Mucosal effector memory CD8 T cells are located at the epithelium and have a heightened and immediate effector function. By contrast, central memory T cells reside within lymphoid tissues and require proliferation and differentiation to become effector cells that migrate to epithelial surfaces. The accumulation of effector memory T cells at the pathogen entry site(s) is essential for protective immunity, but the mechanisms that drive the differentiation of memory cell subsets are poorly understood. We recently showed that CD8αα, induced selectively on the most highly activated primary CD8αβ T cells, together with its ligand, the thymic leukemia (TL) antigen, induced on mucosal antigen-presenting cells and constitutively expressed on intestinal epithelial cells (IEC), serve as key components to mediate the selective accumulation of the fittest effector cells to form mucosal effector memory T cells. Therefore, the generation of mucosal effector memory is controlled by an innate-adaptive crosstalk that provides for host defense at the body's largest interface.

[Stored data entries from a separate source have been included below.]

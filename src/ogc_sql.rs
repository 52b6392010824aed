// cf. https://www.geopackage.org/spec140/index.html#table_definition_sql

// gpkg_spatial_ref_sys: the SRS catalog referenced by gpkg_contents and
// gpkg_geometry_columns to describe spatial reference systems.
pub(crate) const SQL_GPKG_SPATIAL_REF_SYS: &str = "
CREATE TABLE gpkg_spatial_ref_sys (
  srs_name TEXT NOT NULL,
  srs_id INTEGER PRIMARY KEY,
  organization TEXT NOT NULL,
  organization_coordsys_id INTEGER NOT NULL,
  definition  TEXT NOT NULL,
  description TEXT
);
";

// gpkg_contents: lists all geospatial contents in the package with identifying
// and descriptive metadata for user display and access.
pub(crate) const SQL_GPKG_CONTENTS: &str = "
CREATE TABLE gpkg_contents (
  table_name TEXT NOT NULL PRIMARY KEY,
  data_type TEXT NOT NULL,
  identifier TEXT UNIQUE,
  description TEXT DEFAULT '',
  last_change DATETIME NOT NULL DEFAULT (strftime('%Y-%m-%dT%H:%M:%fZ','now')),
  min_x DOUBLE,
  min_y DOUBLE,
  max_x DOUBLE,
  max_y DOUBLE,
  srs_id INTEGER,
  CONSTRAINT fk_gc_r_srs_id FOREIGN KEY (srs_id) REFERENCES gpkg_spatial_ref_sys(srs_id)
);
";

// gpkg_geometry_columns: identifies geometry columns and geometry types for
// vector feature user data tables.
pub(crate) const SQL_GPKG_GEOMETRY_COLUMNS: &str = "
CREATE TABLE gpkg_geometry_columns (
  table_name TEXT NOT NULL,
  column_name TEXT NOT NULL,
  geometry_type_name TEXT NOT NULL,
  srs_id INTEGER NOT NULL,
  z TINYINT NOT NULL,
  m TINYINT NOT NULL,
  CONSTRAINT pk_geom_cols PRIMARY KEY (table_name, column_name),
  CONSTRAINT uk_gc_table_name UNIQUE (table_name),
  CONSTRAINT fk_gc_tn FOREIGN KEY (table_name) REFERENCES gpkg_contents(table_name),
  CONSTRAINT fk_gc_srs FOREIGN KEY (srs_id) REFERENCES gpkg_spatial_ref_sys (srs_id)
);
";

// gpkg_extensions: declares which extensions apply to the GeoPackage, a table,
// or a column so clients can detect requirements without scanning user tables.
pub(crate) const SQL_GPKG_EXTENSIONS: &str = "
CREATE TABLE gpkg_extensions (
  table_name TEXT,
  column_name TEXT,
  extension_name TEXT NOT NULL,
  definition TEXT NOT NULL,
  scope TEXT NOT NULL,
  CONSTRAINT ge_tce UNIQUE (table_name, column_name, extension_name)
);
";

pub(crate) const SQL_LIST_LAYERS: &str =
    "SELECT table_name FROM gpkg_contents WHERE data_type = 'features' ORDER BY table_name";

pub(crate) const SQL_INSERT_GPKG_CONTENTS: &str = "
INSERT INTO gpkg_contents
  (table_name, data_type, identifier, description, srs_id)
VALUES
  (?1, 'features', ?2, '', ?3)
";

pub(crate) const SQL_INSERT_GPKG_GEOMETRY_COLUMNS: &str = "
INSERT INTO gpkg_geometry_columns
  (table_name, column_name, geometry_type_name, srs_id, z, m)
VALUES
  (?1, ?2, ?3, ?4, ?5, ?6)
";

pub(crate) const SQL_INSERT_RTREE_EXTENSION: &str = "
INSERT OR REPLACE INTO gpkg_extensions
  (table_name, column_name, extension_name, definition, scope)
VALUES
  (?1, ?2, 'gpkg_rtree_index', 'http://www.geopackage.org/spec120/#extension_rtree', 'write-only')
";

pub(crate) const SQL_SELECT_GEOMETRY_COLUMN_META: &str = "
SELECT column_name, geometry_type_name, z, m, srs_id
FROM gpkg_geometry_columns
WHERE table_name = ?
";

pub(crate) const SQL_INSERT_SRS: &str = "
INSERT OR IGNORE INTO gpkg_spatial_ref_sys
  (srs_name, srs_id, organization, organization_coordsys_id, definition, description)
VALUES
  (?1, ?2, ?3, ?4, ?5, ?6)
";

pub(crate) const SQL_SELECT_SRS: &str = "
SELECT srs_name, srs_id, organization, organization_coordsys_id, definition, description
FROM gpkg_spatial_ref_sys
WHERE srs_id = ?1
";

pub(crate) const SQL_DELETE_LAYER_META: [&str; 3] = [
    "DELETE FROM gpkg_geometry_columns WHERE table_name = ?1",
    "DELETE FROM gpkg_extensions WHERE table_name = ?1",
    "DELETE FROM gpkg_contents WHERE table_name = ?1",
];

/// Double-quote an SQL identifier, escaping embedded quotes.
///
/// Used for names read from files (GeoPackage columns) that have not gone
/// through `Ident` validation.
pub(crate) fn quote_name(name: &str) -> String {
    format!(r#""{}""#, name.replace('"', r#""""#))
}

pub(crate) fn sql_create_table(layer_name: &str, column_defs: &str) -> String {
    format!("CREATE TABLE {} ({column_defs})", quote_name(layer_name))
}

pub(crate) fn sql_drop_table(layer_name: &str) -> String {
    format!("DROP TABLE IF EXISTS {}", quote_name(layer_name))
}

pub(crate) const SQL_TABLE_COLUMNS: &str =
    "SELECT name, type, pk FROM pragma_table_info(?1) ORDER BY cid";

pub(crate) fn sql_select_features<'a, I>(
    layer_name: &'a str,
    geometry_column: &'a str,
    primary_key_column: &'a str,
    other_columns: I,
) -> String
where
    I: IntoIterator<Item = &'a str>,
{
    let mut columns = vec![quote_name(geometry_column), quote_name(primary_key_column)];
    columns.extend(other_columns.into_iter().map(quote_name));

    format!(
        "SELECT {} FROM {} ORDER BY {}",
        columns.join(", "),
        quote_name(layer_name),
        quote_name(primary_key_column),
    )
}

pub(crate) fn sql_insert_feature(layer_name: &str, columns: &str, values: &str) -> String {
    format!(
        "INSERT INTO {} ({columns}) VALUES ({values})",
        quote_name(layer_name)
    )
}

pub(crate) fn initialize_gpkg(conn: &rusqlite::Connection) -> rusqlite::Result<()> {
    // "GPKG" in ASCII; cf. https://www.geopackage.org/spec140/index.html#_file_format
    conn.pragma_update(None, "application_id", 0x4750_4B47)?;
    conn.pragma_update(None, "user_version", 10400)?;
    conn.execute_batch(SQL_GPKG_SPATIAL_REF_SYS)?;
    register_default_srs_ids(conn)?;
    conn.execute_batch(SQL_GPKG_CONTENTS)?;
    conn.execute_batch(SQL_GPKG_GEOMETRY_COLUMNS)?;
    conn.execute_batch(SQL_GPKG_EXTENSIONS)?;
    Ok(())
}

// The three entries every GeoPackage must carry. Projected systems come from
// the source layers and are registered on export.
fn register_default_srs_ids(conn: &rusqlite::Connection) -> rusqlite::Result<()> {
    const EPSG4326_WKT: &str = r#"GEOGCS["WGS 84",DATUM["WGS_1984",SPHEROID["WGS 84",6378137,298.257223563,AUTHORITY["EPSG","7030"]],AUTHORITY["EPSG","6326"]],PRIMEM["Greenwich",0,AUTHORITY["EPSG","8901"]],UNIT["degree",0.0174532925199433,AUTHORITY["EPSG","9122"]],AXIS["Latitude",NORTH],AXIS["Longitude",EAST],AUTHORITY["EPSG","4326"]]"#;

    conn.execute(
        SQL_INSERT_SRS,
        rusqlite::params!["WGS 84", 4326, "EPSG", 4326, EPSG4326_WKT, "WGS 84"],
    )?;
    conn.execute(
        SQL_INSERT_SRS,
        rusqlite::params![
            "Undefined Cartesian SRS",
            -1,
            "NONE",
            -1,
            "undefined",
            "undefined Cartesian coordinate reference system"
        ],
    )?;
    conn.execute(
        SQL_INSERT_SRS,
        rusqlite::params![
            "Undefined geographic SRS",
            0,
            "NONE",
            0,
            "undefined",
            "undefined geographic coordinate reference system"
        ],
    )?;
    Ok(())
}

fn rtree_name(table: &str, geom_column: &str) -> String {
    quote_name(&format!("rtree_{table}_{geom_column}"))
}

fn rtree_trigger_name(table: &str, geom_column: &str, suffix: &str) -> String {
    quote_name(&format!("rtree_{table}_{geom_column}_{suffix}"))
}

const RTREE_TRIGGER_SUFFIXES: [&str; 7] = [
    "insert", "update2", "update4", "update5", "update6", "update7", "delete",
];

// cf. https://www.geopackage.org/spec140/index.html#extension_rtree
pub(crate) fn gpkg_rtree_create_sql(table: &str, geom_column: &str) -> String {
    format!(
        "CREATE VIRTUAL TABLE {} USING rtree(id, minx, maxx, miny, maxy);",
        rtree_name(table, geom_column)
    )
}

pub(crate) fn gpkg_rtree_drop_sql(table: &str, geom_column: &str) -> String {
    let mut sql = String::new();
    for suffix in RTREE_TRIGGER_SUFFIXES {
        sql.push_str(&format!(
            "DROP TRIGGER IF EXISTS {};\n",
            rtree_trigger_name(table, geom_column, suffix)
        ));
    }
    sql.push_str(&format!(
        "DROP TABLE IF EXISTS {};",
        rtree_name(table, geom_column)
    ));
    sql
}

pub(crate) fn gpkg_rtree_load_sql(table: &str, geom_column: &str, id_column: &str) -> String {
    format!(
        "INSERT OR REPLACE INTO {r}
  SELECT {i}, ST_MinX({c}), ST_MaxX({c}), ST_MinY({c}), ST_MaxY({c})
  FROM {t} WHERE {c} NOT NULL AND NOT ST_IsEmpty({c});",
        r = rtree_name(table, geom_column),
        t = quote_name(table),
        c = quote_name(geom_column),
        i = quote_name(id_column),
    )
}

pub(crate) fn gpkg_rtree_triggers_sql(table: &str, geom_column: &str, id_column: &str) -> String {
    let trigger = |suffix: &str| rtree_trigger_name(table, geom_column, suffix);
    format!(
        "CREATE TRIGGER {insert} AFTER INSERT ON {t}
  WHEN (new.{c} NOT NULL AND NOT ST_IsEmpty(NEW.{c}))
BEGIN
  INSERT OR REPLACE INTO {r} VALUES (
    NEW.{i},
    ST_MinX(NEW.{c}), ST_MaxX(NEW.{c}),
    ST_MinY(NEW.{c}), ST_MaxY(NEW.{c})
  );
END;

CREATE TRIGGER {update2} AFTER UPDATE OF {c} ON {t}
  WHEN OLD.{i} = NEW.{i} AND
       (NEW.{c} ISNULL OR ST_IsEmpty(NEW.{c}))
BEGIN
  DELETE FROM {r} WHERE id = OLD.{i};
END;

CREATE TRIGGER {update4} AFTER UPDATE ON {t}
  WHEN OLD.{i} != NEW.{i} AND
       (NEW.{c} ISNULL OR ST_IsEmpty(NEW.{c}))
BEGIN
  DELETE FROM {r} WHERE id IN (OLD.{i}, NEW.{i});
END;

CREATE TRIGGER {update5} AFTER UPDATE ON {t}
  WHEN OLD.{i} != NEW.{i} AND
       (NEW.{c} NOTNULL AND NOT ST_IsEmpty(NEW.{c}))
BEGIN
  DELETE FROM {r} WHERE id = OLD.{i};
  INSERT OR REPLACE INTO {r} VALUES (
    NEW.{i},
    ST_MinX(NEW.{c}), ST_MaxX(NEW.{c}),
    ST_MinY(NEW.{c}), ST_MaxY(NEW.{c})
  );
END;

CREATE TRIGGER {update6} AFTER UPDATE OF {c} ON {t}
  WHEN OLD.{i} = NEW.{i} AND
       (NEW.{c} NOTNULL AND NOT ST_IsEmpty(NEW.{c})) AND
       (OLD.{c} NOTNULL AND NOT ST_IsEmpty(OLD.{c}))
BEGIN
  UPDATE {r} SET
    minx = ST_MinX(NEW.{c}),
    maxx = ST_MaxX(NEW.{c}),
    miny = ST_MinY(NEW.{c}),
    maxy = ST_MaxY(NEW.{c})
  WHERE id = NEW.{i};
END;

CREATE TRIGGER {update7} AFTER UPDATE OF {c} ON {t}
  WHEN OLD.{i} = NEW.{i} AND
       (NEW.{c} NOTNULL AND NOT ST_IsEmpty(NEW.{c})) AND
       (OLD.{c} ISNULL OR ST_IsEmpty(OLD.{c}))
BEGIN
  INSERT INTO {r} VALUES (
    NEW.{i},
    ST_MinX(NEW.{c}), ST_MaxX(NEW.{c}),
    ST_MinY(NEW.{c}), ST_MaxY(NEW.{c})
  );
END;

CREATE TRIGGER {delete} AFTER DELETE ON {t}
  WHEN old.{c} NOT NULL
BEGIN
  DELETE FROM {r} WHERE id = OLD.{i};
END;",
        insert = trigger("insert"),
        update2 = trigger("update2"),
        update4 = trigger("update4"),
        update5 = trigger("update5"),
        update6 = trigger("update6"),
        update7 = trigger("update7"),
        delete = trigger("delete"),
        r = rtree_name(table, geom_column),
        t = quote_name(table),
        c = quote_name(geom_column),
        i = quote_name(id_column),
    )
}

pub(crate) fn execute_rtree_sqls(
    conn: &rusqlite::Connection,
    table: &str,
    geom_column: &str,
    id_column: &str,
) -> rusqlite::Result<()> {
    conn.execute_batch(&gpkg_rtree_create_sql(table, geom_column))?;
    conn.execute_batch(&gpkg_rtree_load_sql(table, geom_column, id_column))?;
    conn.execute_batch(&gpkg_rtree_triggers_sql(table, geom_column, id_column))?;
    conn.execute(SQL_INSERT_RTREE_EXTENSION, [table, geom_column])?;
    Ok(())
}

机译:粘膜效应记忆CD8 T细胞位于上皮,具有增强的即时效应功能。相比之下,中央记忆T细胞位于淋巴组织内,需要增殖和分化才能成为迁移到上皮表面的效应细胞。效应记忆T细胞在病原体进入位点的积累对于保护性免疫至关重要,但对记忆细胞亚群分化的机制了解甚少。我们最近发现,在活化程度最高的原代CD8αβT细胞上选择性诱导的CD8αα及其配体胸腺白血病(TL)抗原,在黏膜抗原呈递细胞上诱导并在肠上皮细胞(IEC)上组成性表达。作为介导最适的效应细胞选择性积聚以形成粘膜效应记忆T细胞的关键成分。因此,粘膜效应记忆的产生是由先天自适应的串扰控制的,该串扰在人体最大的界面提供宿主防御。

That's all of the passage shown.